WHAT YOU ARE ASKED TO DO: The entries below must be copied exactly as they are.

◇ ◇ ◇

use cisio_format::{FormatDescriptor, FromTable, IntoTable, Table};
use cisio_transport::{MessageSink, MessageSource};

use crate::config::ChannelConfig;
use crate::endpoint::{ChannelState, Deliver, Incoming, InputCore, OutputCore, Receive};
use crate::error::Result;
use crate::file::check_file_record;

/// Receives a whole table per message.
///
/// The row count is discovered while decoding; columns come back as owned
/// buffers.
pub struct ArrayInput<S> {
    pub(crate) core: InputCore<S>,
    format: FormatDescriptor,
}

impl<S: MessageSource> ArrayInput<S> {
    pub fn new(name: impl Into<String>, source: S, format: FormatDescriptor) -> Self {
        Self::with_config(name, source, format, &ChannelConfig::default())
    }

    pub fn with_config(
        name: impl Into<String>,
        source: S,
        format: FormatDescriptor,
        config: &ChannelConfig,
    ) -> Self {
        Self {
            core: InputCore::new(name.into(), source, config),
            format,
        }
    }

    pub fn format(&self) -> &FormatDescriptor {
        &self.format
    }

    /// Receive one table. An empty message is a zero-row table.
    pub fn recv(&mut self) -> Result<Table> {
        let payload = self.core.recv_message()?;
        let table = self.format.decode_table(&payload)?;
        tracing::trace!(channel = %self.core.name(), rows = table.rows(), "table decoded");
        Ok(table)
    }

    /// Receive one table as a tuple of column vectors, e.g.
    /// `(Vec<String>, Vec<i64>)`. Arity and kinds are checked first.
    pub fn recv_as<T: FromTable>(&mut self) -> Result<T> {
        self.core.check_open()?;
        let kinds: Vec<_> = T::kinds().into_iter().map(Some).collect();
        self.format.check_kinds(&kinds)?;
        let table = self.recv()?;
        Ok(T::from_table(table)?)
    }

    /// Iterate over tables until end-of-stream.
    pub fn tables(&mut self) -> Incoming<'_, Self> {
        Incoming::new(self)
    }

    pub fn close(&mut self) -> Result<()> {
        self.core.close()
    }

    pub fn name(&self) -> &str {
        self.core.name()
    }

    pub fn state(&self) -> ChannelState {
        self.core.state()
    }

    pub fn get_ref(&self) -> &S {
        self.core.source()
    }

    pub fn get_mut(&mut self) -> &mut S {
        self.core.source_mut()
    }
}

impl<S: MessageSource> Receive for ArrayInput<S> {
    type Item = Table;

    fn receive(&mut self) -> Result<Table> {
        self.recv()
    }
}

/// Sends a whole table per message.
pub struct ArrayOutput<K> {
    pub(crate) core: OutputCore<K>,
    format: FormatDescriptor,
    pub(crate) comment_prefix: Option<String>,
}

impl<K: MessageSink> ArrayOutput<K> {
    pub fn new(name: impl Into<String>, sink: K, format: FormatDescriptor) -> Self {
        Self::with_config(name, sink, format, &ChannelConfig::default())
    }

    pub fn with_config(
        name: impl Into<String>,
        sink: K,
        format: FormatDescriptor,
        config: &ChannelConfig,
    ) -> Self {
        Self {
            core: OutputCore::new(name.into(), sink, config),
            format,
            comment_prefix: None,
        }
    }

    pub fn format(&self) -> &FormatDescriptor {
        &self.format
    }

    /// Encode every row of `table` into one message.
    pub fn send(&mut self, table: &Table) -> Result<()> {
        self.core.check_open()?;
        let payload = self.format.encode_table(table)?;
        if let Some(prefix) = &self.comment_prefix {
            check_file_record(&payload, prefix)?;
        }
        self.core.send_message(payload.as_bytes())
    }

    /// Send a tuple of column vectors as one table.
    pub fn send_columns<T: IntoTable>(&mut self, columns: T) -> Result<()> {
        let table = columns.into_table()?;
        self.send(&table)
    }

    pub fn send_eof(&mut self) -> Result<()> {
        self.core.send_eof()
    }

    pub fn close(&mut self) -> Result<()> {
        self.core.close()
    }

    pub fn name(&self) -> &str {
        self.core.name()
    }

    pub fn state(&self) -> ChannelState {
        self.core.state()
    }

    pub fn get_ref(&self) -> &K {
        self.core.sink()
    }

    pub fn get_mut(&mut self) -> &mut K {
        self.core.sink_mut()
    }
}

impl<K: MessageSink> Deliver for ArrayOutput<K> {
    type Item = Table;

    fn deliver(&mut self, table: &Table) -> Result<()> {
        self.send(table)
    }

    fn send_eof(&mut self) -> Result<()> {
        ArrayOutput::send_eof(self)
    }

    fn close(&mut self) -> Result<()> {
        ArrayOutput::close(self)
    }
}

◇ ◇ ◇

OUTPUT:
use cisio_format::{FormatDescriptor, FromTable, IntoTable, Table};
use cisio_transport::{MessageSink, MessageSource};

use crate::config::ChannelConfig;
use crate::endpoint::{ChannelState, Deliver, Incoming, InputCore, OutputCore, Receive};
use crate::error::Result;
use crate::file::check_file_record;

/// Receives a whole table per message.
///
/// The row count is discovered while decoding; columns come back as owned
/// buffers.
pub struct ArrayInput<S> {
    pub(crate) core: InputCore<S>,
    format: FormatDescriptor,
}

impl<S: MessageSource> ArrayInput<S> {
    pub fn new(name: impl Into<String>, source: S, format: FormatDescriptor) -> Self {
        Self::with_config(name, source, format, &ChannelConfig::default())
    }

    pub fn with_config(
        name: impl Into<String>,
        source: S,
        format: FormatDescriptor,
        config: &ChannelConfig,
    ) -> Self {
        Self {
            core: InputCore::new(name.into(), source, config),
            format,
        }
    }

    pub fn format(&self) -> &FormatDescriptor {
        &self.format
    }

    /// Receive one table. An empty message is a zero-row table.
    pub fn recv(&mut self) -> Result<Table> {
        let payload = self.core.recv_message()?;
        let table = self.format.decode_table(&payload)?;
        tracing::trace!(channel = %self.core.name(), rows = table.rows(), "table decoded");
        Ok(table)
    }

    /// Receive one table as a tuple of column vectors, e.g.
    /// `(Vec<String>, Vec<i64>)`. Arity and kinds are checked first.
    pub fn recv_as<T: FromTable>(&mut self) -> Result<T> {
        self.core.check_open()?;
        let kinds: Vec<_> = T::kinds().into_iter().map(Some).collect();
        self.format.check_kinds(&kinds)?;
        let table = self.recv()?;
        Ok(T::from_table(table)?)
    }

    /// Iterate over tables until end-of-stream.
    pub fn tables(&mut self) -> Incoming<'_, Self> {
        Incoming::new(self)
    }

    pub fn close(&mut self) -> Result<()> {
        self.core.close()
    }

    pub fn name(&self) -> &str {
        self.core.name()
    }

    pub fn state(&self) -> ChannelState {
        self.core.state()
    }

    pub fn get_ref(&self) -> &S {
        self.core.source()
    }

    pub fn get_mut(&mut self) -> &mut S {
        self.core.source_mut()
    }
}

impl<S: MessageSource> Receive for ArrayInput<S> {
    type Item = Table;

    fn receive(&mut self) -> Result<Table> {
        self.recv()
    }
}

/// Sends a whole table per message.
pub struct ArrayOutput<K> {
    pub(crate) core: OutputCore<K>,
    format: FormatDescriptor,
    pub(crate) comment_prefix: Option<String>,
}

impl<K: MessageSink> ArrayOutput<K> {
    pub fn new(name: impl Into<String>, sink: K, format: FormatDescriptor) -> Self {
        Self::with_config(name, sink, format, &ChannelConfig::default())
    }

    pub fn with_config(
        name: impl Into<String>,
        sink: K,
        format: FormatDescriptor,
        config: &ChannelConfig,
    ) -> Self {
        Self {
            core: OutputCore::new(name.into(), sink, config),
            format,
            comment_prefix: None,
        }
    }

    pub fn format(&self) -> &FormatDescriptor {
        &self.format
    }

    /// Encode every row of `table` into one message.
    pub fn send(&mut self, table: &Table) -> Result<()> {
        self.core.check_open()?;
        let payload = self.format.encode_table(table)?;
        if let Some(prefix) = &self.comment_prefix {
            check_file_record(&payload, prefix)?;
        }
        self.core.send_message(payload.as_bytes())
    }

    /// Send a tuple of column vectors as one table.
    pub fn send_columns<T: IntoTable>(&mut self, columns: T) -> Result<()> {
        let table = columns.into_table()?;
        self.send(&table)
    }

    pub fn send_eof(&mut self) -> Result<()> {
        self.core.send_eof()
    }

    pub fn close(&mut self) -> Result<()> {
        self.core.close()
    }

    pub fn name(&self) -> &str {
        self.core.name()
    }

    pub fn state(&self) -> ChannelState {
        self.core.state()
    }

    pub fn get_ref(&self) -> &K {
        self.core.sink()
    }

    pub fn get_mut(&mut self) -> &mut K {
        self.core.sink_mut()
    }
}

impl<K: MessageSink> Deliver for ArrayOutput<K> {
    type Item = Table;

    fn deliver(&mut self, table: &Table) -> Result<()> {
        self.send(table)
    }

    fn send_eof(&mut self) -> Result<()> {
        ArrayOutput::send_eof(self)
    }

    fn close(&mut self) -> Result<()> {
        ArrayOutput::close(self)
    }
}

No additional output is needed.